Après le ton essentiellement dramatique de ses deux précédents longs-métrages, McKay revient donc avec bonheur à ses premières amours comiques – il a commencé sa carrière en tant que principal auteur de l’émission satirique Saturday Night Live, avant de réaliser une brochette de comédies burlesques avec son vieux pote Will Ferrell. Mais, aux États-Unis, tout le monde n’a pas apprécié la blague Don’t Look Up et le film y a essuyé d’acerbes critiques lui reprochant son jusqu’au-boutisme et sa misanthropie. « Je suis ravi de savoir que des gens détestent mon film. S’il polarise, tant mieux ! Je préfère largement ces réactions plutôt que l’indifférence », répond Adam McKay, avant de concéder : « La satire est une discipline très risquée. Je voulais réaliser une vraie grosse comédie, faire rire les gens, mais avec un propos grinçant. Mes références étaient La Mort de Staline, Thank You for Smoking et Idiocracy [film culte dans lequel un soldat américain placé en hibernation découvre, 500 ans plus tard, une Amérique où le QI s’est tragiquement effondré, NDLR]. Mais, à certains moments, Don’t Look Up est également très premier degré, c’est un film lanceur d’alerte. Il fait cohabiter la farce et l’horreur, ce qui, à mes yeux, correspond bien à notre monde actuel, qui me fait penser à la fois à un cartoon risible et à une tragédie terrifiante. »
Admirablement joué par son tandem de stars, mais aussi par tous les autres astres qui gravitent autour (Meryl Streep, Jonah Hill, Cate Blanchett, Rob Morgan, Mark Rylance… ainsi que Timothée Chalamet dans un petit rôle de skater chrétien !), Don’t Look Up : déni cosmique réussit le pari de nous embarquer dans une satire follement ambitieuse de l’humanité 2.0. Sa machine à sarcasmes n’empêche cependant pas l’émotion, dans un très beau final apocalyptique empreint d’une touchante mélancolie et d’un humanisme que l’on sera bien en peine de retrouver dans le genre du disaster movie.

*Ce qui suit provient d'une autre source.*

//! Application-level state.
//!
//! This module contains `AppState`, the root of all state the front end
//! reads. Only the session, search history and location are persisted; the
//! rest starts from compiled-in defaults every run.

use govapp_model::{CommonTransaction, Location, Policy, SearchHistoryEntry, Transaction, User};
use govapp_persistence::PersistedState;

use crate::navigation::Tab;

/// Top-level application state.
#[derive(Debug, Clone, PartialEq)]
pub struct AppState {
    /// Signed-in user (None when logged out)
    pub user: Option<User>,
    /// Logged-in flag, kept alongside `user` as the front end expects
    pub is_logged_in: bool,
    /// Active bottom-bar tab
    pub current_tab: Tab,
    /// Recent searches, most recent first
    pub search_history: Vec<SearchHistoryEntry>,
    /// Last-known position
    pub location: Option<Location>,
    /// The user's transactions
    pub transactions: Vec<Transaction>,
    /// Policy announcements
    pub policies: Vec<Policy>,
    /// Common-transaction guide catalog
    pub common_transactions: &'static [CommonTransaction],
}

impl Default for AppState {
    fn default() -> Self {
        Self {
            user: None,
            is_logged_in: false,
            current_tab: Tab::default(),
            search_history: Vec::new(),
            location: None,
            transactions: govapp_catalog::default_transactions().to_vec(),
            policies: govapp_catalog::default_policies().to_vec(),
            common_transactions: govapp_catalog::common_transactions(),
        }
    }
}

impl AppState {
    /// Copy out the persisted slice.
    pub fn persisted(&self) -> PersistedState {
        PersistedState {
            user: self.user.clone(),
            is_logged_in: self.is_logged_in,
            search_history: self.search_history.clone(),
            location: self.location.clone(),
        }
    }

    /// Overlay a persisted slice onto this state.
    ///
    /// Persisted fields replace the current ones; everything else is kept.
    pub fn merge_persisted(&mut self, persisted: PersistedState) {
        self.user = persisted.user;
        self.is_logged_in = persisted.is_logged_in;
        self.search_history = persisted.search_history;
        self.location = persisted.location;
    }

    /// The most recent search, if any.
    pub fn latest_search(&self) -> Option<&SearchHistoryEntry> {
        self.search_history.first()
    }

    /// Look up one of the user's transactions by id.
    pub fn transaction(&self, id: &str) -> Option<&Transaction> {
        self.transactions.iter().find(|t| t.id == id)
    }

    /// Look up a policy by id.
    pub fn policy(&self, id: &str) -> Option<&Policy> {
        self.policies.iter().find(|p| p.id == id)
    }

    /// Look up a common-transaction guide by id.
    pub fn common_transaction(&self, id: &str) -> Option<&'static CommonTransaction> {
        self.common_transactions.iter().find(|c| c.id == id)
    }
}
//! # Filesystem-backed storage
//!
//! [`FileStorage`] keeps one file per key under a base directory:
//!
//! ```text
//! <base_dir>/
//! └── <key>.json
//! ```
//!
//! Writes go to `<key>.json.tmp` first and are renamed into place, so a
//! crash mid-write leaves the previous value intact.
//!
//! Use [`FileStorage::default_dir`] for the platform data directory:
//!
//! | Platform | Path |
//! |----------|------|
//! | macOS / iOS | `~/Library/Application Support/gov.GovServices.GovApp/` |
//! | Linux | `~/.local/share/govapp/` |
//! | Windows | `C:\Users\<user>\AppData\Roaming\GovServices\GovApp\data\` |

use std::fs::{self, File};
use std::io::{ErrorKind, Write};
use std::path::{Path, PathBuf};

use super::StorageBackend;
use crate::error::{PersistenceError, Result};

/// Filesystem-backed storage for desktop and mobile hosts.
#[derive(Clone, Debug)]
pub struct FileStorage {
    base: PathBuf,
}

impl FileStorage {
    pub fn new(base: impl Into<PathBuf>) -> Self {
        Self { base: base.into() }
    }

    /// Storage rooted at the platform data directory.
    pub fn in_default_dir() -> Result<Self> {
        Self::default_dir()
            .map(Self::new)
            .ok_or(PersistenceError::NoDataDir)
    }

    /// The platform data directory for the app, if the platform has one.
    pub fn default_dir() -> Option<PathBuf> {
        directories::ProjectDirs::from("gov", "GovServices", "GovApp")
            .map(|dirs| dirs.data_dir().to_path_buf())
    }

    /// Base directory of this storage.
    pub fn base(&self) -> &Path {
        &self.base
    }

    /// File holding the value for `key`.
    pub fn path_for(&self, key: &str) -> PathBuf {
        self.base.join(format!("{key}.json"))
    }
}

impl StorageBackend for FileStorage {
    fn get_item(&self, key: &str) -> Result<Option<String>> {
        let path = self.path_for(key);
        match fs::read_to_string(&path) {
            Ok(content) => Ok(Some(content)),
            Err(e) if e.kind() == ErrorKind::NotFound => Ok(None),
            Err(e) => Err(PersistenceError::Io {
                operation: "read",
                path,
                source: e,
            }),
        }
    }

    fn set_item(&self, key: &str, value: &str) -> Result<()> {
        let path = self.path_for(key);
        let temp_path = path.with_extension("json.tmp");

        fs::create_dir_all(&self.base).map_err(|e| PersistenceError::Io {
            operation: "create directory",
            path: self.base.clone(),
            source: e,
        })?;

        let mut file = File::create(&temp_path).map_err(|e| PersistenceError::Io {
            operation: "create",
            path: temp_path.clone(),
            source: e,
        })?;

        file.write_all(value.as_bytes())
            .map_err(|e| PersistenceError::Io {
                operation: "write",
                path: temp_path.clone(),
                source: e,
            })?;

        file.sync_all().map_err(|e| PersistenceError::Io {
            operation: "sync",
            path: temp_path.clone(),
            source: e,
        })?;

        fs::rename(&temp_path, &path).map_err(|e| PersistenceError::AtomicWriteFailed {
            temp_path: temp_path.clone(),
            target_path: path.clone(),
            source: e,
        })?;

        tracing::debug!("Wrote {}", path.display());
        Ok(())
    }

    fn remove_item(&self, key: &str) -> Result<()> {
        let path = self.path_for(key);
        match fs::remove_file(&path) {
            Ok(()) => Ok(()),
            Err(e) if e.kind() == ErrorKind::NotFound => Ok(()),
            Err(e) => Err(PersistenceError::Io {
                operation: "remove",
                path,
                source: e,
            }),
        }
    }
}
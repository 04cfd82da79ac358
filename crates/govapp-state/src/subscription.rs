//! # Change notification
//!
//! Observers register a callback with the store and are called
//! synchronously after every effective mutation, in registration order.
//! Each call receives the new state and a [`StateChange`] naming what
//! happened. A subscription can be narrowed to a set of [`StateSlice`]s.

use crate::app_state::AppState;
use crate::navigation::Tab;

/// Region of the state a change touched.
#[derive(Debug, Clone, Copy, PartialEq, Eq, Hash)]
pub enum StateSlice {
    /// User and logged-in flag
    Session,
    /// Current tab
    Navigation,
    SearchHistory,
    Location,
    /// Arbitrary replacement; matches every filter
    All,
}

impl StateSlice {
    /// Whether changes to this slice are written to storage.
    pub fn is_persisted(&self) -> bool {
        !matches!(self, Self::Navigation)
    }
}

/// What a mutation did.
#[derive(Debug, Clone, PartialEq, Eq)]
pub enum StateChange {
    LoggedIn,
    LoggedOut,
    SwitchedToGovernment,
    TabChanged { from: Tab, to: Tab },
    SearchHistoryAdded,
    SearchHistoryCleared,
    LocationChanged,
    /// State replaced through `Store::set_state`
    Replaced,
    /// Persisted fields loaded from storage
    Hydrated,
}

impl StateChange {
    /// The slice this change belongs to.
    pub fn slice(&self) -> StateSlice {
        match self {
            Self::LoggedIn | Self::LoggedOut | Self::SwitchedToGovernment => StateSlice::Session,
            Self::TabChanged { .. } => StateSlice::Navigation,
            Self::SearchHistoryAdded | Self::SearchHistoryCleared => StateSlice::SearchHistory,
            Self::LocationChanged => StateSlice::Location,
            Self::Replaced | Self::Hydrated => StateSlice::All,
        }
    }
}

/// Handle returned by `subscribe`, used to unsubscribe.
#[derive(Debug, Clone, Copy, PartialEq, Eq, Hash, PartialOrd, Ord)]
pub struct SubscriptionId(u64);

/// Observer callback.
pub type Listener = Box<dyn FnMut(&AppState, &StateChange)>;

struct Entry {
    id: SubscriptionId,
    /// `None` receives everything.
    filter: Option<Vec<StateSlice>>,
    listener: Listener,
}

impl Entry {
    fn wants(&self, slice: StateSlice) -> bool {
        match &self.filter {
            None => true,
            Some(slices) => {
                slice == StateSlice::All
                    || slices.contains(&StateSlice::All)
                    || slices.contains(&slice)
            }
        }
    }
}

/// Registered observers.
#[derive(Default)]
pub(crate) struct Subscribers {
    entries: Vec<Entry>,
    next_id: u64,
}

impl Subscribers {
    pub(crate) fn add(
        &mut self,
        filter: Option<Vec<StateSlice>>,
        listener: Listener,
    ) -> SubscriptionId {
        let id = SubscriptionId(self.next_id);
        self.next_id += 1;
        self.entries.push(Entry {
            id,
            filter,
            listener,
        });
        tracing::debug!(id = id.0, "New subscription created");
        id
    }

    pub(crate) fn remove(&mut self, id: SubscriptionId) -> bool {
        let before = self.entries.len();
        self.entries.retain(|e| e.id != id);
        let removed = self.entries.len() != before;
        if removed {
            tracing::debug!(id = id.0, "Subscription removed");
        }
        removed
    }

    pub(crate) fn len(&self) -> usize {
        self.entries.len()
    }

    /// Call every interested listener. Returns how many were called.
    pub(crate) fn notify(&mut self, state: &AppState, change: &StateChange) -> usize {
        let slice = change.slice();
        let mut called = 0;
        for entry in self.entries.iter_mut().filter(|e| e.wants(slice)) {
            (entry.listener)(state, change);
            called += 1;
        }
        called
    }
}

impl std::fmt::Debug for Subscribers {
    fn fmt(&self, f: &mut std::fmt::Formatter<'_>) -> std::fmt::Result {
        f.debug_struct("Subscribers")
            .field("count", &self.entries.len())
            .field("next_id", &self.next_id)
            .finish()
    }
}

#[cfg(test)]
mod tests {
    use super::*;
    use std::cell::RefCell;
    use std::rc::Rc;

    #[test]
    fn filters_by_slice() {
        let seen = Rc::new(RefCell::new(Vec::new()));
        let mut subs = Subscribers::default();

        let log = Rc::clone(&seen);
        subs.add(
            Some(vec![StateSlice::SearchHistory]),
            Box::new(move |_, change| log.borrow_mut().push(change.clone())),
        );

        let state = AppState::default();
        assert_eq!(subs.notify(&state, &StateChange::LoggedIn), 0);
        assert_eq!(subs.notify(&state, &StateChange::SearchHistoryCleared), 1);
        assert_eq!(subs.notify(&state, &StateChange::Hydrated), 1);

        assert_eq!(
            *seen.borrow(),
            [StateChange::SearchHistoryCleared, StateChange::Hydrated]
        );
    }

    #[test]
    fn ids_are_not_reused() {
        let mut subs = Subscribers::default();
        let a = subs.add(None, Box::new(|_, _| {}));
        assert!(subs.remove(a));
        let b = subs.add(None, Box::new(|_, _| {}));
        assert_ne!(a, b);
        assert!(!subs.remove(a));
        assert_eq!(subs.len(), 1);
    }

    #[test]
    fn navigation_is_not_persisted() {
        assert!(!StateChange::TabChanged {
            from: Tab::Home,
            to: Tab::Profile
        }
        .slice()
        .is_persisted());
        assert!(StateChange::LoggedOut.slice().is_persisted());
        assert!(StateChange::Replaced.slice().is_persisted());
    }
}
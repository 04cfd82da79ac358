//! The application state store.
//!
//! `Store` owns the [`AppState`], the storage backend and the observers.
//! Every mutator replaces part of the state, writes the persisted slice if
//! it changed, then notifies observers. None of them can fail: storage
//! errors are logged and remembered, and the in-memory state stays
//! authoritative.

use govapp_model::{Location, SearchHistoryEntry, User, UserType};
use govapp_persistence::{
    FileStorage, MemoryStorage, PersistenceError, StorageBackend, clear_state, load_state,
    save_state,
};

use crate::app_state::AppState;
use crate::config::StoreConfig;
use crate::navigation::Tab;
use crate::subscription::{StateChange, StateSlice, SubscriptionId, Subscribers};
use crate::time::{SystemTimeSource, TimeSource};

/// Single-threaded state container with change notification.
pub struct Store {
    state: AppState,
    config: StoreConfig,
    storage: Box<dyn StorageBackend>,
    time: Box<dyn TimeSource>,
    subscribers: Subscribers,
    hydrated: bool,
    last_persistence_error: Option<String>,
}

impl Store {
    /// Create a store with default state and private in-memory storage.
    ///
    /// Nothing is hydrated; use [`Store::with_storage`] to restore a
    /// previous session.
    pub fn new(config: StoreConfig) -> Self {
        Self {
            state: AppState::default(),
            config,
            storage: Box::new(MemoryStorage::new()),
            time: Box::new(SystemTimeSource),
            subscribers: Subscribers::default(),
            hydrated: false,
            last_persistence_error: None,
        }
    }

    /// Create a store backed by `storage` and hydrate from it.
    pub fn with_storage(config: StoreConfig, storage: impl StorageBackend + 'static) -> Self {
        let mut store = Self::new(config);
        store.storage = Box::new(storage);
        if store.config.persist {
            store.rehydrate();
        }
        store
    }

    /// Create a store on file storage in the configured (or platform)
    /// data directory, falling back to memory when there is none.
    pub fn open(config: StoreConfig) -> Self {
        let storage = match &config.storage_dir {
            Some(dir) => Ok(FileStorage::new(dir.clone())),
            None => FileStorage::in_default_dir(),
        };
        match storage {
            Ok(storage) => {
                tracing::info!("Using state storage at {}", storage.base().display());
                Self::with_storage(config, storage)
            }
            Err(e) => {
                tracing::warn!("{e}; keeping state in memory");
                let mut store = Self::with_storage(config, MemoryStorage::new());
                store.last_persistence_error = Some(e.user_message());
                store
            }
        }
    }

    /// Replace the time source used to stamp search history.
    pub fn with_time_source(mut self, time: impl TimeSource + 'static) -> Self {
        self.time = Box::new(time);
        self
    }

    // ========================================================================
    // Read access
    // ========================================================================

    /// Current state snapshot.
    pub fn state(&self) -> &AppState {
        &self.state
    }

    pub fn config(&self) -> &StoreConfig {
        &self.config
    }

    pub fn user(&self) -> Option<&User> {
        self.state.user.as_ref()
    }

    pub fn is_logged_in(&self) -> bool {
        self.state.is_logged_in
    }

    pub fn current_tab(&self) -> Tab {
        self.state.current_tab
    }

    pub fn search_history(&self) -> &[SearchHistoryEntry] {
        &self.state.search_history
    }

    pub fn location(&self) -> Option<&Location> {
        self.state.location.as_ref()
    }

    pub fn transactions(&self) -> &[govapp_model::Transaction] {
        &self.state.transactions
    }

    pub fn policies(&self) -> &[govapp_model::Policy] {
        &self.state.policies
    }

    pub fn common_transactions(&self) -> &'static [govapp_model::CommonTransaction] {
        self.state.common_transactions
    }

    // ========================================================================
    // Session
    // ========================================================================

    /// Sign `user` in, replacing any current user.
    pub fn login(&mut self, user: User) {
        tracing::debug!(user_id = %user.id, "login");
        self.state.user = Some(user);
        self.state.is_logged_in = true;
        self.commit(StateChange::LoggedIn);
    }

    /// Sign out.
    pub fn logout(&mut self) {
        tracing::debug!("logout");
        self.state.user = None;
        self.state.is_logged_in = false;
        self.commit(StateChange::LoggedOut);
    }

    /// Switch the current user to the government role, keeping every other
    /// field.
    ///
    /// Does nothing (no write, no notification) when nobody is signed in.
    /// Returns whether a user was switched.
    pub fn switch_to_government(&mut self) -> bool {
        let Some(user) = self.state.user.as_mut() else {
            tracing::debug!("switch_to_government ignored: no current user");
            return false;
        };
        user.user_type = UserType::Government;
        self.commit(StateChange::SwitchedToGovernment);
        true
    }

    // ========================================================================
    // Navigation
    // ========================================================================

    /// Show `tab`.
    pub fn set_current_tab(&mut self, tab: Tab) {
        let from = self.state.current_tab;
        self.state.current_tab = tab;
        self.commit(StateChange::TabChanged { from, to: tab });
    }

    // ========================================================================
    // Search history
    // ========================================================================

    /// Remember `query` as the most recent search.
    ///
    /// The list is trimmed to the configured history limit, never more than
    /// [`MAX_SEARCH_HISTORY`](crate::config::MAX_SEARCH_HISTORY) entries.
    /// Repeated queries are kept as separate entries.
    pub fn add_search_history(&mut self, query: impl Into<String>) {
        let entry = SearchHistoryEntry::new(query, self.time.now());
        let history = &mut self.state.search_history;
        history.insert(0, entry);
        history.truncate(self.config.history_limit());
        self.commit(StateChange::SearchHistoryAdded);
    }

    /// Forget all searches.
    pub fn clear_search_history(&mut self) {
        self.state.search_history.clear();
        self.commit(StateChange::SearchHistoryCleared);
    }

    // ========================================================================
    // Location
    // ========================================================================

    /// Replace the last-known location.
    pub fn set_location(&mut self, location: Option<Location>) {
        self.state.location = location;
        self.commit(StateChange::LocationChanged);
    }

    // ========================================================================
    // Generic update
    // ========================================================================

    /// Apply `update` to the state, then persist and notify as one change.
    pub fn set_state(&mut self, update: impl FnOnce(&mut AppState)) {
        update(&mut self.state);
        self.commit(StateChange::Replaced);
    }

    // ========================================================================
    // Subscriptions
    // ========================================================================

    /// Call `listener` after every change.
    pub fn subscribe(
        &mut self,
        listener: impl FnMut(&AppState, &StateChange) + 'static,
    ) -> SubscriptionId {
        self.subscribers.add(None, Box::new(listener))
    }

    /// Call `listener` only for changes to the given slices.
    pub fn subscribe_to(
        &mut self,
        slices: &[StateSlice],
        listener: impl FnMut(&AppState, &StateChange) + 'static,
    ) -> SubscriptionId {
        self.subscribers.add(Some(slices.to_vec()), Box::new(listener))
    }

    /// Remove a subscription. Returns false if it was already gone.
    pub fn unsubscribe(&mut self, id: SubscriptionId) -> bool {
        self.subscribers.remove(id)
    }

    pub fn subscriber_count(&self) -> usize {
        self.subscribers.len()
    }

    // ========================================================================
    // Persistence
    // ========================================================================

    /// Reload the persisted fields from storage and merge them over the
    /// current state.
    ///
    /// A missing record leaves the state untouched. An unreadable or
    /// foreign-version record is logged and ignored.
    pub fn rehydrate(&mut self) {
        match load_state(self.storage.as_ref(), &self.config.storage_key) {
            Ok(Some(persisted)) => {
                self.state.merge_persisted(persisted);
                self.hydrated = true;
                self.subscribers.notify(&self.state, &StateChange::Hydrated);
            }
            Ok(None) => {
                self.hydrated = true;
            }
            Err(e) => {
                self.hydrated = true;
                self.record_error("load", &e);
            }
        }
    }

    /// Whether a hydration attempt has finished.
    pub fn has_hydrated(&self) -> bool {
        self.hydrated
    }

    /// Delete the persisted record. The in-memory state is unchanged.
    pub fn clear_storage(&mut self) {
        if let Err(e) = clear_state(self.storage.as_ref(), &self.config.storage_key) {
            self.record_error("clear", &e);
        }
    }

    /// Write the persisted slice now, surfacing any error.
    pub fn persist_now(&mut self) -> govapp_persistence::Result<()> {
        let result = save_state(
            self.storage.as_ref(),
            &self.config.storage_key,
            &self.state.persisted(),
        );
        match &result {
            Ok(()) => self.last_persistence_error = None,
            Err(e) => self.last_persistence_error = Some(e.user_message()),
        }
        result
    }

    /// User-facing message for the most recent storage failure, cleared by
    /// the next successful write.
    pub fn last_persistence_error(&self) -> Option<&str> {
        self.last_persistence_error.as_deref()
    }

    // ========================================================================
    // Internals
    // ========================================================================

    fn commit(&mut self, change: StateChange) {
        if self.config.persist && change.slice().is_persisted() {
            if let Err(e) = self.persist_now() {
                self.record_error("save", &e);
            }
        }
        self.subscribers.notify(&self.state, &change);
    }

    fn record_error(&mut self, operation: &str, error: &PersistenceError) {
        tracing::warn!("Failed to {operation} persisted state: {error}");
        self.last_persistence_error = Some(error.user_message());
    }
}

impl Default for Store {
    fn default() -> Self {
        Self::new(StoreConfig::default())
    }
}

impl std::fmt::Debug for Store {
    fn fmt(&self, f: &mut std::fmt::Formatter<'_>) -> std::fmt::Result {
        f.debug_struct("Store")
            .field("state", &self.state)
            .field("config", &self.config)
            .field("subscribers", &self.subscribers)
            .field("hydrated", &self.hydrated)
            .finish_non_exhaustive()
    }
}
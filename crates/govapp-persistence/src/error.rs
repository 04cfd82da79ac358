//! Persistence error types.
//!
//! Every storage operation returns a structured error with a user-facing
//! message. The store treats all of them as non-fatal.

use std::path::PathBuf;
use thiserror::Error;

/// Persistence operation error.
#[derive(Debug, Error)]
pub enum PersistenceError {
    /// File I/O error.
    #[error("Failed to {operation} file: {path}")]
    Io {
        operation: &'static str,
        path: PathBuf,
        #[source]
        source: std::io::Error,
    },

    /// Snapshot could not be encoded.
    #[error("Failed to serialize state for key '{key}'")]
    Serialization {
        key: String,
        #[source]
        source: serde_json::Error,
    },

    /// Stored record is not a valid snapshot.
    #[error("Failed to deserialize state stored under key '{key}'")]
    Deserialization {
        key: String,
        #[source]
        source: serde_json::Error,
    },

    /// Stored record was written with a different schema version.
    #[error("Stored state version {found} does not match expected version {expected}")]
    UnsupportedVersion {
        key: String,
        found: u32,
        expected: u32,
    },

    /// Atomic write failed (temp file couldn't be renamed).
    #[error("Failed to complete save operation")]
    AtomicWriteFailed {
        temp_path: PathBuf,
        target_path: PathBuf,
        #[source]
        source: std::io::Error,
    },

    /// No platform data directory could be determined.
    #[error("No data directory available on this platform")]
    NoDataDir,
}

impl PersistenceError {
    /// Get a user-friendly message for this error.
    pub fn user_message(&self) -> String {
        match self {
            Self::Io {
                operation, path, ..
            } => {
                format!("Could not {} the file at {}", operation, path.display())
            }
            Self::Serialization { .. } => {
                "Your session could not be saved on this device.".to_string()
            }
            Self::Deserialization { .. } => {
                "Saved session data was unreadable and has been reset.".to_string()
            }
            Self::UnsupportedVersion { found, .. } => {
                format!(
                    "Saved session data from app version {} was ignored. Please sign in again.",
                    found
                )
            }
            Self::AtomicWriteFailed { target_path, .. } => {
                format!(
                    "Could not save to {}. Please check disk space and permissions.",
                    target_path.display()
                )
            }
            Self::NoDataDir => {
                "Session data will not be kept after the app closes.".to_string()
            }
        }
    }
}

/// Result type alias for persistence operations.
pub type Result<T> = std::result::Result<T, PersistenceError>;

Pas étonnant que cette production ait été entièrement financée par Netflix, sans trouver sa place chez les studios de cinéma traditionnels – l’objet est beaucoup trop nihiliste. En toute franchise, on doute de l’efficacité réelle de son implicite plaidoyer pour le combat climatique, mais, contrairement à la fin pessimiste de son brûlot, Adam McKay veut encore y croire : « Je ne pense pas que nous soyons fichus, parce qu’il nous reste encore un outil puissant : la science. Le seul problème est l’éveil des foules et l’action. Nous avons des réponses au problème, telles que la réduction des émissions de carbone. Il faut juste que l’opinion inscrive définitivement la crise climatique dans ses priorités. » Savourez, en attendant, Don’t Look Up : déni cosmique : l’humanité y court à sa perte et le mérite bien, mais qu’est-ce qu’on se marre ! Très joyeux Noël à tous.